Parsa Ludhi of New York City agreed. "It is nothing short of mind-blowing to read an article that both intentionally, and maybe to a certain degree unintentionally, encourages the act of violence against these innocent creatures by inexperienced readers who suddenly believe that they can butcher their own meat because they read a 'how to,'" she wrote.
The Bunny-It's-What's-For-Dinner article continues the Times' culinary Realpolitik of depicting chefs and locavores raising and slaughtering their own animals.

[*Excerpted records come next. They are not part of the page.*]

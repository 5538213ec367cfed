//! Log viewer widget: the rendered lines of the displayed source.

use crate::model::SourceId;
use ratatui::{
    buffer::Buffer,
    layout::Rect,
    style::{Color, Modifier, Style},
    text::Line,
    widgets::{Block, Borders, Paragraph, Widget},
};

/// Title prefix of the viewer panel.
const LOG_VIEW_TITLE: &str = "Log Console";

/// Log viewer widget.
///
/// Shows the tail of the displayed source's rendered lines:
/// - Border title with the source name, or "(no source)" when unbound
/// - Placeholder text for an empty log or an unbound viewer
/// - Yellow border when focused, white otherwise
pub struct LogView<'a> {
    /// Rendered lines, oldest first
    lines: &'a [Line<'static>],
    source: Option<&'a SourceId>,
    /// Lines scrolled up from the bottom (0 = newest visible)
    scroll_offset: usize,
    focused: bool,
}

impl<'a> LogView<'a> {
    /// Create a new LogView widget.
    ///
    /// # Arguments
    /// * `lines` - Rendered lines, oldest first
    /// * `source` - Displayed source, `None` when unbound
    /// * `scroll_offset` - Lines scrolled up from the newest
    /// * `focused` - Whether the viewer has focus
    pub fn new(
        lines: &'a [Line<'static>],
        source: Option<&'a SourceId>,
        scroll_offset: usize,
        focused: bool,
    ) -> Self {
        Self {
            lines,
            source,
            scroll_offset,
            focused,
        }
    }

    fn title(&self) -> String {
        match self.source {
            Some(source) => format!(" {LOG_VIEW_TITLE}: {source} "),
            None => format!(" {LOG_VIEW_TITLE} (no source) "),
        }
    }
}

impl Widget for LogView<'_> {
    fn render(self, area: Rect, buf: &mut Buffer) {
        let border_style = if self.focused {
            Style::default().fg(Color::Yellow)
        } else {
            Style::default().fg(Color::White)
        };
        let block = Block::default()
            .borders(Borders::ALL)
            .border_style(border_style)
            .title(self.title());
        let inner = block.inner(area);
        block.render(area, buf);

        let placeholder = if self.source.is_none() {
            Some("No source selected.")
        } else if self.lines.is_empty() {
            Some("No log messages.")
        } else {
            None
        };
        if let Some(text) = placeholder {
            Paragraph::new(Line::styled(
                text,
                Style::default()
                    .fg(Color::DarkGray)
                    .add_modifier(Modifier::ITALIC),
            ))
            .render(inner, buf);
            return;
        }

        let (start, end) = visible_window(
            self.lines.len(),
            usize::from(inner.height),
            self.scroll_offset,
        );
        Paragraph::new(self.lines[start..end].to_vec()).render(inner, buf);
    }
}

/// Range of lines that fits `height` rows when scrolled `offset` lines up
/// from the bottom. The offset is clamped so the first line is reachable.
pub fn visible_window(len: usize, height: usize, offset: usize) -> (usize, usize) {
    let max_offset = len.saturating_sub(height);
    let end = len - offset.min(max_offset);
    (end.saturating_sub(height), end)
}
//! Interfaces the workbench host provides to the log core.
//!
//! The core never inspects concrete widget types. It asks the shell which
//! widget is focused and asks a [`SourceContext`] which source, if any, that
//! widget belongs to.

use crate::model::{SourceId, WidgetId};
use serde::Deserialize;

/// Widget id the shell uses for the log viewer panel.
pub const VIEWER_WIDGET_ID: &str = "sourcelog-viewer";

/// How the viewer is inserted relative to its anchor widget.
///
/// Configured as `viewer_placement = "split-bottom" | "split-right" | "tab-after"`.
#[derive(Debug, Clone, Copy, PartialEq, Eq, Default, Deserialize)]
#[serde(rename_all = "kebab-case")]
pub enum InsertMode {
    /// Below the anchor, sharing its area.
    #[default]
    SplitBottom,
    /// To the right of the anchor.
    SplitRight,
    /// As a tab next to the anchor.
    TabAfter,
}

/// Where a newly opened viewer goes.
#[derive(Debug, Clone, PartialEq, Eq)]
pub struct Placement {
    /// Widget the viewer is placed next to; `None` lets the shell choose.
    pub anchor: Option<WidgetId>,
    /// Placement relative to the anchor.
    pub mode: InsertMode,
}

/// Focus, placement and activation services of the workbench shell.
pub trait Shell {
    /// Widget that currently has focus.
    fn focused_widget(&self) -> Option<WidgetId>;

    /// Insert the viewer panel.
    fn insert_viewer(&mut self, placement: Placement);

    /// Bring the viewer panel to front and focus it.
    fn activate_viewer(&mut self);

    /// Remove the viewer panel.
    fn close_viewer(&mut self);

    /// Whether the viewer panel is currently on screen (frontmost in its area).
    fn is_viewer_visible(&self) -> bool;
}

/// Capability query mapping a widget to its log source.
pub trait SourceContext {
    /// Source the widget is associated with, or `None` if it has none.
    fn source_of(&self, widget: &WidgetId) -> Option<SourceId>;
}

impl<F> SourceContext for F
where
    F: Fn(&WidgetId) -> Option<SourceId>,
{
    fn source_of(&self, widget: &WidgetId) -> Option<SourceId> {
        self(widget)
    }
}

/// Whether `widget` is the viewer panel itself.
pub fn is_viewer(widget: &WidgetId) -> bool {
    widget.as_str() == VIEWER_WIDGET_ID
}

Do It Yourself (DIY) killing not only circumvents factory farming and the hypocrisy of someone else killing your meat, it's the ultimate answer to "is it fresh?" like live animal markets in other parts of the world. (Though Illinois Agriculture officials raided Rick Bayless' Frontera Grill in December and confiscated local pig meat because it was so "fresh" it was uninspected and a possible health hazard.)
It even provides a kind of hobby for those enamored by their own ability to transcend such a deeply engrained taboo.
DIY killing was immortalized in Michael Pollan's boar kill in the 2006 Omnivore's Dilemma and more recently in Michael Greenberg's Beg, Borrow, Steal in which he slaughters a chicken which starts "squawking wildly." Surprise. Animals don't want to die.